NVIDIA SHARP Collective Library
NVIDIA SHARP distribution provides a collective library implementation with high level API to easily integrate into other communication runtime stacks, such as MPI, NCCL and others.
NVIDIA SHARP Resource Tuning for Low Latency Operations
The following SHARP library flags can be used when running NVIDIA SHARP collectives.
Flag | Description |
SHARP_COLL_JOB_QUOTA_PAYLOAD_PER_OST | Maximum payload per OST ( outstanding transactions). Value 0 means "allocate default value". For example:
Default: 0 (max: 1024) Collective request larger than this size will be pipelined. |
SHARP_COLL_JOB_QUOTA_OSTS | Maximum job (per tree) OST quota request.
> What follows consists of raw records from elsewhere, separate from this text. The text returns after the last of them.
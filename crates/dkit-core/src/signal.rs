//! Environmental signals.
//!
//! Hosts translate their native events (window resize, scroll, pointer move,
//! device orientation, keyboard, frame ticks) into [`Signal`] values, a
//! closed enumeration where every variant carries its own typed payload.
//! [`SignalKind`] is the payload-less discriminant used when configuring
//! subscriptions.

use crate::dirty::DirtyFlags;
use crate::geometry::Point;

/// An environmental event delivered by the host.
#[derive(Debug, Clone, Copy, PartialEq)]
pub enum Signal {
    /// The conductor (viewport or element) was resized.
    Resize,
    /// The conductor scrolled to `offset`.
    Scroll {
        /// New raw scroll offset.
        offset: Point,
    },
    /// The pointer moved.
    PointerMove {
        /// Pointer x in viewport coordinates.
        x: f64,
        /// Pointer y in viewport coordinates.
        y: f64,
    },
    /// The wheel spun.
    Wheel {
        /// Horizontal wheel delta.
        delta_x: f64,
        /// Vertical wheel delta.
        delta_y: f64,
    },
    /// The device orientation changed.
    OrientationChange {
        /// Rotation around the x axis.
        x: f64,
        /// Rotation around the y axis.
        y: f64,
        /// Rotation around the z axis.
        z: f64,
    },
    /// A key was released.
    KeyUp {
        /// Host key code.
        code: u32,
    },
    /// A key was pressed down.
    KeyDown {
        /// Host key code.
        code: u32,
    },
    /// A key produced a character press.
    KeyPress {
        /// Host key code.
        code: u32,
    },
    /// A rendering frame elapsed on the conductor's clock.
    FrameTick,
}

impl Signal {
    /// The payload-less discriminant of this signal.
    #[must_use]
    pub const fn kind(&self) -> SignalKind {
        match self {
            Self::Resize => SignalKind::Resize,
            Self::Scroll { .. } => SignalKind::Scroll,
            Self::PointerMove { .. } => SignalKind::PointerMove,
            Self::Wheel { .. } => SignalKind::Wheel,
            Self::OrientationChange { .. } => SignalKind::OrientationChange,
            Self::KeyUp { .. } => SignalKind::KeyUp,
            Self::KeyDown { .. } => SignalKind::KeyDown,
            Self::KeyPress { .. } => SignalKind::KeyPress,
            Self::FrameTick => SignalKind::FrameTick,
        }
    }
}

/// The kinds of signal a scheduler can subscribe to.
#[derive(Debug, Clone, Copy, PartialEq, Eq, Hash)]
pub enum SignalKind {
    /// Conductor resize.
    Resize,
    /// Conductor scroll.
    Scroll,
    /// Pointer movement.
    PointerMove,
    /// Wheel rotation.
    Wheel,
    /// Device orientation change.
    OrientationChange,
    /// Key release.
    KeyUp,
    /// Key press (down).
    KeyDown,
    /// Key character press.
    KeyPress,
    /// Per-frame tick.
    FrameTick,
}

impl SignalKind {
    /// Every signal kind, in a stable order.
    pub const ALL: [Self; 9] = [
        Self::Resize,
        Self::Scroll,
        Self::PointerMove,
        Self::Wheel,
        Self::OrientationChange,
        Self::KeyUp,
        Self::KeyDown,
        Self::KeyPress,
        Self::FrameTick,
    ];

    /// The dirty category this signal kind marks when it fires.
    #[must_use]
    pub const fn dirty_flag(self) -> DirtyFlags {
        match self {
            Self::Resize => DirtyFlags::SIZE,
            Self::Scroll => DirtyFlags::POSITION,
            Self::PointerMove | Self::Wheel | Self::KeyUp | Self::KeyDown | Self::KeyPress => {
                DirtyFlags::INPUT
            }
            Self::OrientationChange => DirtyFlags::ORIENTATION,
            Self::FrameTick => DirtyFlags::FRAME,
        }
    }

    /// Whether this kind supports a custom conductor.
    ///
    /// Resize, orientation, and keyboard signals are global to the viewport;
    /// scroll, wheel, and pointer signals can be bound to a specific element.
    #[must_use]
    pub const fn supports_custom_conductor(self) -> bool {
        matches!(self, Self::Scroll | Self::Wheel | Self::PointerMove)
    }
}
//! The scroll coordinator.
//!
//! # Role in the engine
//!
//! Specializes the runtime's [`ChangeScheduler`] for the scroll/resize use
//! case. On each frame it re-derives the POSITION and SIZE payloads from
//! live geometry before dispatch:
//!
//! - **SIZE** — the displaced target's minimal and overflow-inclusive size
//!   plus an aggregated maximum (overflow size grown by every break's hold
//!   length), optionally mirrored onto a container element.
//! - **POSITION** — the conductor's scroll offset normalized to a step,
//!   mapped through the break algebra to the target's natural position,
//!   optionally written onto the target as a negative translation.
//!
//! The inherited variants of the original design are configuration here:
//! [`AxisMode::Inverted`] swaps axes before mapping (cross-axis effects)
//! and a sticky coordinator sets `auto_apply` off so the position is
//! reported but never written, leaving the target visually pinned through
//! its holds.

use dkit_core::{
    Axis, DirtyFlags, ElementId, EventSource, GeometryProvider, Point, Rect, Signal, Size,
    SubscribeError, Target, VisualWriter,
};
use dkit_runtime::{ChangeScheduler, ChangeSnapshot, FramePump, SchedulerOptions};
use tracing::trace;
use web_time::Instant;

use crate::animate::{ScrollAnimator, ScrollOptions};
use crate::breaks::{BreakContext, BreakDescriptor};
use crate::mapper::{self, Extent};

/// Caller-supplied break source, re-evaluated against live geometry on
/// every derivation.
type BreakSource = Box<dyn Fn(&BreakContext) -> BreakDescriptor>;

/// How conductor steps map onto target axes.
#[derive(Debug, Clone, Copy, PartialEq, Eq, Default)]
pub enum AxisMode {
    /// Vertical scroll displaces vertically, horizontal horizontally.
    #[default]
    Normal,
    /// Axes are swapped before mapping: vertical scroll drives horizontal
    /// displacement and vice versa. Container size mirroring swaps
    /// width and height to match.
    Inverted,
}

/// Coordinator behavior flags.
#[derive(Debug, Clone, Copy, PartialEq, Eq)]
pub struct CoordinatorConfig {
    /// Axis mapping mode.
    pub axis_mode: AxisMode,
    /// Write the computed natural position onto the target as a
    /// translation. Off for sticky effects: the position is still derived
    /// and reported, the target just never moves with it.
    pub auto_apply: bool,
}

impl Default for CoordinatorConfig {
    fn default() -> Self {
        Self {
            axis_mode: AxisMode::Normal,
            auto_apply: true,
        }
    }
}

impl CoordinatorConfig {
    /// Cross-axis displacement.
    #[must_use]
    pub fn inverted() -> Self {
        Self {
            axis_mode: AxisMode::Inverted,
            ..Self::default()
        }
    }

    /// Derive and report, never translate the target.
    #[must_use]
    pub fn sticky() -> Self {
        Self {
            auto_apply: false,
            ..Self::default()
        }
    }
}

/// Scroll-specialized change coordinator.
///
/// Owns a [`ChangeScheduler`], a break source and a scroll animator. The
/// host feeds signals in through [`ScrollCoordinator::on_signal`] and
/// calls [`ScrollCoordinator::run_frame`] when the pump's frame fires.
pub struct ScrollCoordinator<P: FramePump> {
    sched: ChangeScheduler<P>,
    config: CoordinatorConfig,
    conductor: Target,
    target: Option<ElementId>,
    container: Option<ElementId>,
    break_source: Option<BreakSource>,
    animator: ScrollAnimator,
}

impl<P: FramePump> std::fmt::Debug for ScrollCoordinator<P> {
    fn fmt(&self, f: &mut std::fmt::Formatter<'_>) -> std::fmt::Result {
        f.debug_struct("ScrollCoordinator")
            .field("sched", &self.sched)
            .field("config", &self.config)
            .field("conductor", &self.conductor)
            .field("target", &self.target)
            .field("container", &self.container)
            .field("break_source", &self.break_source.is_some())
            .field("animator", &self.animator)
            .finish()
    }
}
Value 0 means "allocate default quota". Default: 0 |
SHARP_COLL_JOB_QUOTA_MAX_GROUPS | Maximum number of groups (comms) quota request. Value 0 means "allocate default value". Default: 0 |
SHARP_COLL_OSTS_PER_GROUP | Number of OSTs per group. Default: Dynamic (minimum: 2) |
SHARP_COLL_JOB_QUOTA_MAX_QPS_PER_PORT | Maximum QPs/port quota request. Value 0 means "allocate default value". |
NVIDIA SHARP Streaming Aggregation
The following NVIDIA SHARP library flags can be used to enable Streaming Aggregation Tree (SAT) and tuning.
Flag | Description |
SHARP_COLL_ENABLE_SAT | Enables SAT capabilities. Default: 0 (Disabled) The Maximum message size SAT protocol support is 1073741792 Bytes (32B less than 1GB). |
SHARP_COLL_SAT_THRESHOLD | Message size threshold to use SAT on generic allreduce collective requests. Default: 16384 |
SHARP_COLL_SAT_LOCK_BATCH_SIZE | SAT lock batch size. Set this to “1” if multiple communicators want to use SAT resources. Default: Infinity |
SHARP_COLL_LOCK_ON_COMM_INIT | Get SAT Lock resource during communicator init if lock batch size is Infinity. Return failure if failed to lock Default: 0 (Disabled), 1(Enabled) with NCCL SHARP plugin |
SHARP_COLL_NUM_COLL_GROUP_RESOURCE_ALLOC_THRESHOLD | Lazy group resource allocation. 0 - Disable lazy allocation, allocate group resource at communicator create time #n - Allocate sharp group resource after #n collective calls requested on the group |
SHARP_COLL_JOB_REQ_EXCLUSIVE_LOCK_MODE | SAT (Streaming Aggregation Tree) exclusive lock mode for job. Possible values are:
|
SHARP Miscellaneous Tuning
Flag | Description |
SHARP_COLL_ENABLE_CUDA | Enables CUDA GPU support. Default: 2 (0- disable, 1- enable, 2- try) |
SHARP_COLL_PIPELINE_DEPTH | Size of fragmentation pipeline for larger collective payload. Default: 64 |
SHARP_COLL_ENABLE_MCAST_TARGET | Enabless MCAST target on NVIDIA SHARP collective operations. Default: 1 (enabled) |
SHARP_COLL_MCAST_TARGET_GROUP_SIZE_THRESHOLD | Group size threshold to enable mcast target. Default: 2 |
SHARP_COLL_POLL_BATCH | Defines the number of CQ completions to poll on at once. Default: 4 (maximum:16) |
SHARP_COLL_ERROR_CHECK_INTERVAL | Interval in milliseconds that indicates the time between the error checks If you set the interval as 0, error check is not performed. |
SHARP_COLL_JOB_NUM_TREES | Number of SHARP trees to request. 0 means requesting the number of trees based on the number of rails and the number of channels. Default: 0 |
SHARP_COLL_GROUPS_PER_COMM | Number of NVIDIA SHARP groups per user communicator. Default: 1 |
SHARP_COLL_JOB_PRIORITY | Job priority. Default: 0 |
SHARP_COLL_ENABLE_PCI_RELAXED_ORDERING | Enable PCI relaxed order memory access Default: 0 (Disable) |
For the complete list of SHARP_COLL tuning options, run the sharp_coll_dump_config utility:
$HPCX_SHARP_DIR/bin/sharp_coll_dump_config -f